Transcript

Judy Woodruff: Whether teaching NYU marketing students or co-hosting the podcast “Pivot,” Scott Galloway rarely misses an opportunity to share his insight on the effects of big tech.

Tonight, he shares his Brief But Spectacular take on this country’s response to the pandemic. It is also the subject of his latest book, “Post Corona: From Crisis to Opportunity.”

Scott Galloway, Author, “Post Corona: From Crisis to Opportunity”: Within seven days of Pearl Harbor, Chrysler converted its largest factory to a factory punching out M1 Bradley tanks.

What company has totally pivoted to fighting this virus? If Walmart stock had been down 30 percent and if Amazon stock had been down 60 percent, instead of up 30 percent and up 60 percent, that van with a smile rolling into my driveway delivering my espresso pods would have had someone jump out and jab me and my family. This virus has not seen what America is capable of when it has a full-throated capitalist response.

The bottom line is, if you’re in the top 1 percent, you are living your best life. That is the dirty secret of this pandemic. This pandemic for the shareholder class has meant more time with Netflix, more time with family, and your wealth has skyrocketed.

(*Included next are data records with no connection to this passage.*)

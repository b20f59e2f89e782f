//! Group, user and OU management.
//!
//! Every manager addresses objects by objectGUID, the only identifier that
//! survives renames and moves. DNs are looked up (cache first) on each call.

pub mod groups;
pub mod membership;
pub mod ous;
pub mod users;

pub use groups::{Group, GroupCategory, GroupManager, GroupScope, GroupUpdate, NewGroup};
pub use membership::{compute_membership_diff, fetch_members, MembershipDiff};
pub use ous::{NewOrganizationalUnit, OrganizationalUnit, OuManager, OuUpdate};
pub use users::{encode_password, NewUser, User, UserManager, UserUpdate};

use std::sync::Arc;
use tracing::{debug, warn};

use crate::cache::{CacheManager, CacheOrigin};
use crate::codec::{canonical_guid, decode_guid, dn_key, escape_dn_value, parent_dn, rdn_of};
use crate::error::{DirectoryError, DirectoryResult};
use crate::identifier::ObjectIdentifier;
use crate::operation::{Entry, Filter, ModOp, Modification};
use crate::traits::Directory;

/// Directory access shared by the managers.
pub(crate) struct ObjectStore<D: ?Sized> {
    directory: Arc<D>,
    cache: Arc<CacheManager>,
}

impl<D: ?Sized> Clone for ObjectStore<D> {
    fn clone(&self) -> Self {
        Self {
            directory: Arc::clone(&self.directory),
            cache: Arc::clone(&self.cache),
        }
    }
}

impl<D> ObjectStore<D>
where
    D: Directory + ?Sized,
{
    pub(crate) fn new(directory: Arc<D>, cache: Arc<CacheManager>) -> Self {
        Self { directory, cache }
    }

    pub(crate) fn directory(&self) -> &Arc<D> {
        &self.directory
    }

    pub(crate) fn cache(&self) -> &Arc<CacheManager> {
        &self.cache
    }

    /// Container used when the caller names none.
    pub(crate) fn container_or(&self, container: Option<&str>, default_rdn: Option<&str>) -> String {
        match (container, default_rdn) {
            (Some(container), _) => container.to_string(),
            (None, Some(rdn)) => format!("{rdn},{}", self.directory.base_dn()),
            (None, None) => self.directory.base_dn().to_string(),
        }
    }

    /// Fetch an object of `object_class` by objectGUID.
    ///
    /// A cached DN is used only if the entry there still carries the GUID;
    /// otherwise the stale key is dropped and the naming context is searched.
    pub(crate) async fn find_by_guid(
        &self,
        guid: &str,
        object_class: &str,
        attributes: &[&str],
    ) -> DirectoryResult<Entry> {
        let guid = canonical_guid(guid)?;
        let bytes = decode_guid(&guid)?;
        let key = ObjectIdentifier::Guid { guid: guid.clone() }.cache_key();

        if let Some(dn) = self.cache.get(&key) {
            match self.directory.read(&dn, attributes).await? {
                Some(entry)
                    if entry.first_bytes("objectGUID") == Some(&bytes[..])
                        && entry.has_object_class(object_class) =>
                {
                    return Ok(entry);
                }
                _ => {
                    debug!(guid = %guid, dn = %dn, "Cached DN no longer holds object");
                    self.cache.invalidate(&key);
                }
            }
        }

        let filter = Filter::and(vec![
            Filter::eq("objectClass", object_class),
            Filter::eq_bytes("objectGUID", bytes.to_vec()),
        ]);
        let entry = self.directory.search_unique(&guid, filter, attributes).await?;
        self.remember(&entry);
        Ok(entry)
    }

    /// Read back a freshly written object and index it.
    pub(crate) async fn reload(&self, dn: &str, attributes: &[&str]) -> DirectoryResult<Entry> {
        let entry = self
            .directory
            .read(dn, attributes)
            .await?
            .ok_or_else(|| DirectoryError::not_found(dn))?;
        self.remember(&entry);
        Ok(entry)
    }

    pub(crate) fn remember(&self, entry: &Entry) {
        if let Err(e) = self.cache.put_entry(entry, CacheOrigin::Resolved) {
            warn!(dn = %entry.dn, error = %e, "Could not index all identifiers of object");
        }
    }

    /// Apply `changes` in one modify, skipping the round trip when there are none.
    pub(crate) async fn modify(&self, dn: &str, changes: Vec<Modification>) -> DirectoryResult<bool> {
        if changes.is_empty() {
            return Ok(false);
        }
        self.directory.modify(dn, changes).await?;
        Ok(true)
    }

    /// Rename and/or move `dn`, returning the new DN.
    ///
    /// `naming_attribute` is the RDN type (`CN` or `OU`). The old DN's cache
    /// keys are dropped, descendants' too when `subtree` is set.
    pub(crate) async fn relocate(
        &self,
        dn: &str,
        naming_attribute: &str,
        new_name: Option<&str>,
        new_container: Option<&str>,
        subtree: bool,
    ) -> DirectoryResult<String> {
        // Naming the current container is not a move.
        let current_parent = parent_dn(dn).unwrap_or_default();
        let new_container = new_container.filter(|c| dn_key(c) != dn_key(current_parent));
        if new_name.is_none() && new_container.is_none() {
            return Ok(dn.to_string());
        }

        let new_rdn = match new_name {
            Some(name) => format!("{naming_attribute}={}", escape_dn_value(name)),
            None => rdn_of(dn).to_string(),
        };
        let parent = new_container.or_else(|| parent_dn(dn)).unwrap_or_default();
        let new_dn = if parent.is_empty() {
            new_rdn.clone()
        } else {
            format!("{new_rdn},{parent}")
        };

        self.directory
            .modify_dn(dn, &new_rdn, new_container)
            .await?;

        if subtree {
            self.cache.invalidate_subtree(dn);
        } else {
            self.cache.invalidate_dn(dn);
        }
        debug!(old_dn = %dn, new_dn = %new_dn, "Object relocated");
        Ok(new_dn)
    }

    /// Delete `dn` and forget its cache keys.
    pub(crate) async fn delete(&self, dn: &str) -> DirectoryResult<()> {
        self.directory.delete(dn).await?;
        self.cache.invalidate_dn(dn);
        Ok(())
    }
}

/// Replacement for an optional single-valued attribute.
///
/// AD rejects empty values, so an empty string clears the attribute. A
/// replace without values succeeds whether or not the attribute is set.
pub(crate) fn set_or_clear(attribute: &str, value: &str) -> Modification {
    if value.is_empty() {
        Modification {
            op: ModOp::Replace,
            attribute: attribute.to_string(),
            values: Vec::new(),
        }
    } else {
        Modification::replace(attribute, value)
    }
}

/// Text value of a required attribute.
pub(crate) fn required(entry: &Entry, attribute: &str) -> DirectoryResult<String> {
    entry.first(attribute).map(str::to_string).ok_or_else(|| {
        DirectoryError::internal(format!("{}: attribute {attribute} missing", entry.dn))
    })
}

/// objectGUID text of an entry.
pub(crate) fn guid_of(entry: &Entry) -> DirectoryResult<String> {
    let bytes = entry
        .first_bytes("objectGUID")
        .ok_or_else(|| DirectoryError::internal(format!("{}: objectGUID missing", entry.dn)))?;
    crate::codec::encode_guid(bytes)
}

And so, for the wealthy, this has been stop, stop, it hurts so good.

This has disproportionately impacted people of color who live in food deserts. This has been an enormous tragedy across senior citizens in nursing homes. What we have is the worst of both worlds, capitalism on the way up, socialism on the way down. That’s not capitalism. That’s cronyism.

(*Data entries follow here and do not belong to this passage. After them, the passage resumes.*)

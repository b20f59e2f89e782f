//! Wire-format codecs for Active Directory identifiers.
//!
//! - [`guid`] - objectGUID bytes ⇄ canonical GUID text
//! - [`sid`] - objectSid bytes ⇄ `S-1-…` text
//! - [`dn`] - DN case canonicalization, comparison and escaping
//!
//! Everything here is pure; no function touches the network.

pub mod dn;
pub mod guid;
pub mod sid;

pub use dn::{
    dn_equal, dn_key, domain_to_base_dn, escape_dn_value, normalize_dn_case, parent_dn, rdn_of,
};
pub use guid::{canonical_guid, decode_guid, encode_guid, GUID_LEN};
pub use sid::{canonical_sid, decode_sid, encode_sid};

/// Escape special characters in LDAP filter values (RFC 4515).
pub fn escape_filter_value(value: &str) -> String {
    let mut out = String::with_capacity(value.len());
    for ch in value.chars() {
        match ch {
            '\\' => out.push_str("\\5c"),
            '*' => out.push_str("\\2a"),
            '(' => out.push_str("\\28"),
            ')' => out.push_str("\\29"),
            '\0' => out.push_str("\\00"),
            _ => out.push(ch),
        }
    }
    out
}

/// Render raw bytes as an RFC 4515 `\xx` sequence for binary assertions
/// such as `(objectGUID=\00\84…)`.
pub fn escape_filter_bytes(bytes: &[u8]) -> String {
    use std::fmt::Write;

    let mut out = String::with_capacity(bytes.len() * 3);
    for b in bytes {
        // Writing to a String cannot fail.
        let _ = write!(out, "\\{b:02x}");
    }
    out
}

We need to be more heavy-handed with corporations and more empathetic and loving with individuals. The biggest mistake we made in this pandemic was, we should have been protecting people, not American airlines.

There is a danger here, and that is the dispersion of headquarters to our homes. The ugly stepchild of dispersion is segregation. When you don’t see the homeless veteran on the on-ramp or the off-ramp to work, when you don’t see people of different ethnic groups and different income classes, you begin to resent them.

So, the enduring feature of COVID-19, it will be seen as an accelerant more than a change agent. Online grocery delivery accelerated eight years. Work from home accelerated six years. Income inequality took an economy that was dysfunctional and turned it dystopic.

So, take any trend in your life personally or professionally, take it out 10 years, and there’s a decent chance that we’re here, there, now.

I worry that today’s youth doesn’t have the connective tissue that some of our leaders had in the past. They were Americans first before they were red or blue. And a way to get that back might be some sort of mandatory national service. It might be building housing or a corona corps that helps people, where kids get a chance to meet other kids from different backgrounds and feel like they have a shared experience, such that maybe there’s more cooperation as they get into positions of power.

Some of the greatest periods of prosperity have come out of crisis. And that’s the opportunity here. So, ask yourself three questions. One, is this an opportunity for you to become a caretaker for someone? Do you have the relationship with your siblings that you want, if you were forced to say goodbye to someone over FaceTime?

Have you made the requisite investments in friendships to ensure that you maintain those relationships? Are you willing to show the type of grace, and courage, and forgiveness, such that you can cement and repair the most important thing in respect to our happiness? And that is your relationships.

This is either going to be the best year in the history of America, or it could be the worst. It’s up to us.

My name is Scott Galloway, and this is my Brief But Spectacular take on post-corona, from crisis to opportunity.